Depth First Search (DFS)
Description
Depth First Search (DFS) is a graph traversal algorithm that explores as far as possible along each branch before backtracking. Starting from a chosen source vertex, it explores the graph by going deeper through adjacent nodes before visiting sibling nodes. DFS is particularly useful for:
- Detecting cycles in a graph
- Finding connected components
- Topological sorting
- Solving puzzles with only one solution (like mazes)

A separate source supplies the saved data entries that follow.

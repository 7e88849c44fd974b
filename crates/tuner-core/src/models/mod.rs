pub mod chat;
pub mod example_set;
pub mod hyperparameters;
pub mod wizard;

pub use chat::{ChatMessage, ModelSelection, Role};
pub use example_set::{ExampleSet, MIN_EXAMPLES, TrainingExample, default_examples};
pub use hyperparameters::{BatchSize, HyperparameterField, Hyperparameters};
pub use wizard::{Wizard, WizardStep};
use serde::{Deserialize, Serialize};
use tracing::debug;

/// Number of examples required before the dataset step can be completed.
pub const MIN_EXAMPLES: usize = 5;

/// A single input/output pair used to prime the simulated tuned model.
#[derive(Clone, Debug, PartialEq, Eq, Serialize, Deserialize)]
pub struct TrainingExample {
    #[serde(rename = "text_input")]
    pub input: String,
    pub output: String,
}

impl TrainingExample {
    pub fn new(input: impl Into<String>, output: impl Into<String>) -> Self {
        Self {
            input: input.into(),
            output: output.into(),
        }
    }
}

/// Built-in seed set: a small sentiment-classification task.
pub fn default_examples() -> Vec<TrainingExample> {
    vec![
        TrainingExample::new("Classify sentiment: I really love this dish.", "Positive"),
        TrainingExample::new("Classify sentiment: The service was terrible.", "Negative"),
        TrainingExample::new(
            "Classify sentiment: The bus arrived 15 minutes late.",
            "Negative",
        ),
        TrainingExample::new(
            "Classify sentiment: The weather is ordinary today.",
            "Neutral",
        ),
        TrainingExample::new(
            "Classify sentiment: The movie was wonderful and moving.",
            "Positive",
        ),
    ]
}

/// Ordered collection of training examples.
///
/// Entries are immutable once appended; the only mutations are `add`,
/// `remove_at` and `reset_to_default`. Duplicates are allowed.
#[derive(Clone, Debug, PartialEq, Eq)]
pub struct ExampleSet {
    examples: Vec<TrainingExample>,
}

impl ExampleSet {
    pub fn new() -> Self {
        Self {
            examples: Vec::new(),
        }
    }

    pub fn from_examples(examples: Vec<TrainingExample>) -> Self {
        Self { examples }
    }

    /// Append a pair. Returns `false` (and leaves the set untouched) when
    /// either side is blank after trimming.
    pub fn add(&mut self, input: &str, output: &str) -> bool {
        if input.trim().is_empty() || output.trim().is_empty() {
            return false;
        }

        self.examples.push(TrainingExample::new(input, output));
        debug!(len = self.examples.len(), "Example added");
        true
    }

    /// Remove the example at `index`. Out-of-range indices are ignored.
    pub fn remove_at(&mut self, index: usize) -> Option<TrainingExample> {
        if index >= self.examples.len() {
            return None;
        }

        let removed = self.examples.remove(index);
        debug!(index, len = self.examples.len(), "Example removed");
        Some(removed)
    }

    /// Replace the whole set with the built-in seed examples.
    pub fn reset_to_default(&mut self) {
        self.examples = default_examples();
    }

    /// Replace the whole set (used when importing a dataset file).
    pub fn replace_all(&mut self, examples: Vec<TrainingExample>) {
        self.examples = examples;
    }

    pub fn examples(&self) -> &[TrainingExample] {
        &self.examples
    }

    pub fn len(&self) -> usize {
        self.examples.len()
    }

    pub fn is_empty(&self) -> bool {
        self.examples.is_empty()
    }

    /// How many more examples are needed before the dataset step unlocks.
    pub fn remaining_required(&self) -> usize {
        MIN_EXAMPLES.saturating_sub(self.examples.len())
    }

    pub fn meets_minimum(&self) -> bool {
        self.examples.len() >= MIN_EXAMPLES
    }

    /// First `n` examples, for previews.
    pub fn preview(&self, n: usize) -> &[TrainingExample] {
        &self.examples[..n.min(self.examples.len())]
    }
}

impl Default for ExampleSet {
    /// The application starts with the seed set already loaded.
    fn default() -> Self {
        Self::from_examples(default_examples())
    }
}

#[cfg(test)]
mod tests {
    use super::*;

    #[test]
    fn test_add_rejects_blank_fields() {
        let mut set = ExampleSet::new();

        assert!(!set.add("", "out"));
        assert!(!set.add("in", ""));
        assert!(!set.add("   ", "out"));
        assert!(!set.add("in", "\t\n"));
        assert_eq!(set.len(), 0);
    }

    #[test]
    fn test_add_keeps_original_text() {
        let mut set = ExampleSet::new();
        assert!(set.add("  padded input ", "output"));
        assert_eq!(set.examples()[0].input, "  padded input ");
    }

    #[test]
    fn test_duplicates_allowed() {
        let mut set = ExampleSet::new();
        assert!(set.add("same", "same"));
        assert!(set.add("same", "same"));
        assert_eq!(set.len(), 2);
    }

    #[test]
    fn test_length_tracks_net_adds_and_removals() {
        let mut set = ExampleSet::new();
        let mut expected = 0usize;

        for i in 0..12 {
            let input = if i % 4 == 3 { " ".to_string() } else { format!("in {i}") };
            if set.add(&input, "out") {
                expected += 1;
            }
            if i % 3 == 2 && set.remove_at(0).is_some() {
                expected -= 1;
            }
            assert_eq!(set.len(), expected);
        }
    }

    #[test]
    fn test_remove_at_out_of_range_is_noop() {
        let mut set = ExampleSet::default();
        assert!(set.remove_at(5).is_none());
        assert!(set.remove_at(usize::MAX).is_none());
        assert_eq!(set.len(), 5);
    }

    #[test]
    fn test_remove_at_preserves_order() {
        let mut set = ExampleSet::new();
        set.add("a", "1");
        set.add("b", "2");
        set.add("c", "3");

        let removed = set.remove_at(1).expect("index 1 exists");
        assert_eq!(removed.input, "b");
        let inputs: Vec<_> = set.examples().iter().map(|e| e.input.as_str()).collect();
        assert_eq!(inputs, vec!["a", "c"]);
    }

    #[test]
    fn test_gate_for_all_lengths() {
        let mut set = ExampleSet::new();
        for len in 0..10 {
            assert_eq!(set.len(), len);
            assert_eq!(set.meets_minimum(), len >= MIN_EXAMPLES);
            assert_eq!(set.remaining_required(), MIN_EXAMPLES.saturating_sub(len));
            set.add("x", "y");
        }
    }

    #[test]
    fn test_reset_to_default_replaces_everything() {
        let mut set = ExampleSet::new();
        set.add("custom", "pair");
        set.reset_to_default();

        assert_eq!(set.len(), 5);
        assert_eq!(set.examples(), default_examples().as_slice());
    }

    #[test]
    fn test_preview_clamps() {
        let set = ExampleSet::default();
        assert_eq!(set.preview(3).len(), 3);
        assert_eq!(set.preview(50).len(), 5);
        assert!(ExampleSet::new().preview(3).is_empty());
    }
}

- Finding strongly connected components
Visualization
Click on a node to start DFS traversal
How It Works
DFS works by following these steps:
- Start at a chosen vertex (root node)
- Mark the current vertex as visited
- Recursively visit any unvisited adjacent vertices
- Backtrack when no unvisited adjacent vertices remain
Key Characteristics
- Uses a stack (or recursion) for implementation
- Memory efficient for deep graphs
- Can get stuck in infinite paths without cycle detection
- Not guaranteed to find shortest paths
Implementation
def dfs_recursive(graph, vertex, visited=None):
if visited is None:
visited = set()
visited.add(vertex)
print(vertex, end=' ') # Process current vertex
for neighbor in graph[vertex]:
if neighbor not in visited:
dfs_recursive(graph, neighbor, visited)
def dfs_iterative(graph, start):
visited = set()
stack = [start]
while stack:
vertex = stack.pop()
if vertex not in visited:
visited.add(vertex)
print(vertex, end=' ') # Process current vertex
# Add unvisited neighbors to stack
for neighbor in reversed(graph[vertex]):
if neighbor not in visited:
stack.append(neighbor)
#include <stack>
#include <vector>
#include <unordered_set>
void dfs_recursive(const vector<vector<int>>& graph, int vertex,
unordered_set<int>& visited) {
visited.insert(vertex);
cout << vertex << " "; // Process current vertex
for (int neighbor : graph[vertex]) {
if (visited.find(neighbor) == visited.end()) {
dfs_recursive(graph, neighbor, visited);
}
}
}
void dfs_iterative(const vector<vector<int>>& graph, int start) {
unordered_set<int> visited;
stack<int> s;
s.push(start);
while (!s.empty()) {
int vertex = s.top();
s.pop();
if (visited.find(vertex) == visited.end()) {
visited.insert(vertex);
cout << vertex << " "; // Process current vertex
// Add unvisited neighbors to stack
for (int i = graph[vertex].size() - 1; i >= 0; --i) {
int neighbor = graph[vertex][i];
if (visited.find(neighbor) == visited.end()) {
s.push(neighbor);
}
}
}
}
}
public class DFS {
public void DfsRecursive(Dictionary<int, List<int>> graph,
int vertex, HashSet<int> visited = null)
{
visited ??= new HashSet<int>();
visited.Add(vertex);
Console.Write($"{vertex} "); // Process current vertex
foreach (int neighbor in graph[vertex])
{
if (!visited.Contains(neighbor))
{
DfsRecursive(graph, neighbor, visited);
}
}
}
public void DfsIterative(Dictionary<int, List<int>> graph, int start)
{
var visited = new HashSet<int>();
var stack = new Stack<int>();
stack.Push(start);
while (stack.Count > 0)
{
int vertex = stack.Pop();
if (!visited.Contains(vertex))
{
visited.Add(vertex);
Console.Write($"{vertex} "); // Process current vertex
// Add unvisited neighbors to stack
foreach (int neighbor in graph[vertex].Reverse())
{
if (!visited.Contains(neighbor))
{
stack.Push(neighbor);
}
}
}
}
}
}
Complexity Analysis
Operation | Time Complexity | Space Complexity |
---|---|---|
Worst Case | O(V + E) | O(V) |
Average Case | O(V + E) | O(V) |
Best Case | O(1) | O(1) |
Where V is the number of vertices and E is the number of edges in the graph.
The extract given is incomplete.